MVA Framework Offline Guide tutorial

Introduction to the MVA framework in CMSSW with examples.

Introduction

The main classes, for the MVAComputer on the evaluation side and MVATrainer on the training side are available in FWLite. These interfaces are in parts fairly low-level, so there are additional convenience classes available, which are going to be introduced in the following FWLite-based examples.

In order to follow the examples you probably need the latest version of the code, so please use CMSSW CVS HEAD when using at least CMSSW_2_0_0 or go into the 1_6_X backport branch btag_CMSSW_1_6_X_backport_branch for older CMSSW versions (note: Don't be alarmed by "btag", I'm just reusing that same branch to avoid any duplication, since the MVA stuff is simply also contained in the backport).

Under your project area under CMSSW_X_Y_Z/src

project CMSSW
cvs co -r btag_CMSSW_1_6_X_backport_branch CondFormats/PhysicsToolsObjects
cvs co -r btag_CMSSW_1_6_X_backport_branch PhysicsTools/MVAComputer
cvs co -r btag_CMSSW_1_6_X_backport_branch PhysicsTools/MVATrainer

The examples can be found in the respective /test directories.

the MVA trainer

Let's start from a simple didactic example.
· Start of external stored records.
use std::fs;

use chrono::NaiveDate;
use serde_json::Value;
use tempfile::TempDir;

use trialdash_model::{Coded, DisplayDictionary, ReportWindow, SiteActivation, SubjectRecord};
use trialdash_output::{MANIFEST_FILE, report_to_json, sheet_file_name, write_workbook};
use trialdash_tables::{ReportInputs, SheetId, SiteKey, build_report};

fn report() -> trialdash_tables::Report {
    let subjects = vec![SubjectRecord {
        record_id: Some(1),
        site: Some(Coded::new(1, Some("UI Health"))),
        participation_interest: Some(Coded::new(2, None)),
        consent_obtained: NaiveDate::from_ymd_opt(2024, 4, 2).and_then(|d| d.and_hms_opt(0, 0, 0)),
        ..SubjectRecord::default()
    }];
    let activation = vec![SiteActivation::new("UI Health", 2024, 1, vec![2, 2]).unwrap()];
    let centers = vec!["UI Health".to_string()];
    let dictionary = DisplayDictionary::default();
    let inputs = ReportInputs {
        subjects: &subjects,
        events: &[],
        dictionary: &dictionary,
        activation: &activation,
        centers: &centers,
        screening_key: SiteKey::Center,
    };
    let window = ReportWindow::new(NaiveDate::from_ymd_opt(2024, 5, 1).unwrap());
    build_report(&inputs, &window)
}

#[test]
fn workbook_has_a_file_per_sheet_and_a_manifest() {
    let dir = TempDir::new().unwrap();
    let out = dir.path().join("report");
    let report = report();
    let written = write_workbook(&out, &report).unwrap();

    assert_eq!(written.sheets.len(), SheetId::ALL.len());
    let screening = fs::read_to_string(out.join(sheet_file_name("Screening"))).unwrap();
    assert!(screening.starts_with("Center Name,All Participants,Yes,Maybe,No\n"));
    assert!(screening.contains("UI Health,1,1,0,0"));

    let listing = fs::read_to_string(out.join(sheet_file_name("Deviation Descriptions"))).unwrap();
    assert_eq!(listing.trim_end(), "No Deviations in the reporting timeframe");

    let manifest: Value =
        serde_json::from_str(&fs::read_to_string(out.join(MANIFEST_FILE)).unwrap()).unwrap();
    let sheets = manifest["sheets"].as_array().unwrap();
    assert_eq!(sheets.len(), SheetId::ALL.len());
    assert_eq!(sheets[0]["id"], "screening");
    assert_eq!(sheets[8]["placeholder"], true);
    // No demographic category lists in an empty dictionary.
    assert_eq!(manifest["failures"].as_array().unwrap().len(), 3);
}

#[test]
fn json_payload_carries_tables_and_curve() {
    let payload = report_to_json(&report()).unwrap();
    let tables = payload["tables"].as_array().unwrap();
    assert_eq!(tables.len(), SheetId::ALL.len());
    assert_eq!(tables[0]["rows"][0]["Center Name"], "UI Health");
    assert_eq!(tables[0]["columns"][1]["id"], "All Participants");

    let enrollment = payload["enrollment"].as_array().unwrap();
    // Four series over four study months (consent in month 4).
    assert_eq!(enrollment.len(), 16);
    assert!(payload["date_message"].as_str().unwrap().contains("2024-05-01"));
}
We assume a two-dimensional space of input variables, x and y, with a simple signal and background distribution, two gaussian blobs with a large overlap. Like this:

image1.gif

These background and signal distributions will be created on the fly in some examples and use ROOT TTrees in others. In CMS.PhysicsTools/MVATrainer/test the files testFWLiteTreeTrainer.C, testFWLiteTrainerViaTreeReader.C, testFWLiteTrainer.C and testMVATrainer.cpp are doing so. The first example is using the most simple to use trainer interface, the others are using the accessing the internal classes more and more directly - the last two examples are not using the ROOT interface, and the last example is not using FWLite.

If you are just looking for a way to simply train on prepared ROOT trees, without needing to do any programming for that, look here. If you have a TMVA weights file and want it converted, look in the section below and find the paragraph.

TreeTrainer example

Let's look at testFWLiteTreeTrainer.C. The second method TTree *createTree(bool signal) creates a TTree on the fly for either signal or background events. Each TTree will contain two branches "x", and "y" and contain 20000 entries each.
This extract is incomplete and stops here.